Sono 8 le regioni a rischio lockdown secondo il documento stilato dal Ministero della Salute che suddivide i livelli di fasce di rischio emergenze coronavirus in 4 tipologie di cui il più alto prevede la chiusura totale a tutte le attività ritenute non essenziali. Nel report si evince che mezza nazione dovrebbe essere sottoposta a lockdown.

Covid: rischio lockdown per 8 regioni

Quattro fasce di rischio per valutare l’emergenza Covid. Per il momento sono otto le regioni ad alto rischio seguite da una provincia, come riferisce Repubblica: Emilia-Romagna, Piemonte, Liguria, Lombardia, Umbria, Puglia, Val d’Aosta, Veneto e la Provincia di Bolzano. Tutte regioni che sono nel livello di massima pericolosità dato l’indice di contagio che ha superato l’1,5. Per i casi a rischio elevato è previsto un “lockdown generalizzato con estensione e durata da definirsi rispetto allo scenario epidemiologico”.

I contagi restano però in aumento e secondo i dati stilati dalla Protezione Civile entreranno nella fascia di rischio 3 nel corso di pochi giorni anche la Campania, la Toscana, il Lazio e le Marche. Sembrano invece meno gravi gli indici di contagio di Covid di Bolzano, dell’Emilia e dell’Umbria.

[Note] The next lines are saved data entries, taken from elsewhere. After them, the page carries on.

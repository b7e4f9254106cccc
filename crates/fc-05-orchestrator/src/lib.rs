//! # fc-05-orchestrator
//!
//! Turns one feedback submission into a reward transfer.
//!
//! ## Pipeline
//!
//! ```text
//! submit ──→ claim ──→ resolve ──→ mint ×N ──→ notify ──→ publish ──→ TRANSFERRED
//!              │          │          │            │           │
//!              │          └──────────┴────────────┴───────────┴──→ FAILED / CANCELLED
//!              └── refused while CLAIMED or after TRANSFERRED
//! ```
//!
//! ## Guarantees
//!
//! | Concern | Behavior |
//! |---------|----------|
//! | Ordering | Each stage starts only after the previous one settled |
//! | Exclusivity | One submission in flight per orchestrator; the claim is atomic |
//! | Cancellation | Checked before and raced against every stage; no rollback |
//! | Resume | Checkpoints keyed by (recipient, submission id); no re-minting on retry |
//! | Isolation | The session is owned per orchestrator; independent orchestrators never share state |
//!
//! ## Example
//!
//! ```rust,ignore
//! use fc_05_orchestrator::{cancellation, FaucetApi, FaucetOrchestrator, Submission};
//!
//! let orchestrator = FaucetOrchestrator::standard(config, session);
//! let (handle, token) = cancellation::pair();
//! let receipt = orchestrator
//!     .submit(Submission::new(recipient, Rating::from_raw(5), "Great app"), token)
//!     .await?;
//! ```

pub mod adapters;
pub mod cancellation;
pub mod domain;
pub mod ports;
pub mod service;

pub use adapters::InMemoryCheckpointStore;
pub use cancellation::{CancelHandle, CancelToken};
pub use domain::{
    Checkpoint, CheckpointKey, FaucetError, FaucetResult, Stage, Submission, SubmissionReceipt,
    SubmissionState, SubmissionStatus, CLAIMED_MESSAGE, TRANSFERRED_MESSAGE,
};
pub use ports::{CheckpointStore, FaucetApi};
pub use service::FaucetOrchestrator;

Covid: necessarie restrizioni alla mobilità

Nel documento gli esperti sottolineano che: “sono necessarie misure, con precedenza per le aree maggiormente colpite, che favoriscano una drastica riduzione delle interazioni fisiche tra le persone e che possano alleggerire la pressione sui servizi sanitari, comprese restrizioni nelle attività non essenziali e restrizioni della mobilità”.

Nel frattempo il Ministero della Salute coadiuvato dall’Istituto Superiore Sanità specificano quanto sia importante che i cittadini restino a casa riducendo al minimo indispensabile ogni forma di contatto con persone esterne dal proprio nucleo familiare e di proseguire diligentemente nell’utilizzo di mascherine rispettando il distanziamento.

Questo perché la curva dei contagi da Covid è: “in rapido peggioramento e compatibile complessivamente con uno scenario di tipo 3 (Prevenzione e risposta a COVID-19: evoluzione della strategia e pianificazione nella fase di transizione per il periodo autunno-invernale) con rapidità di crescita in alcune Regioni italiane”.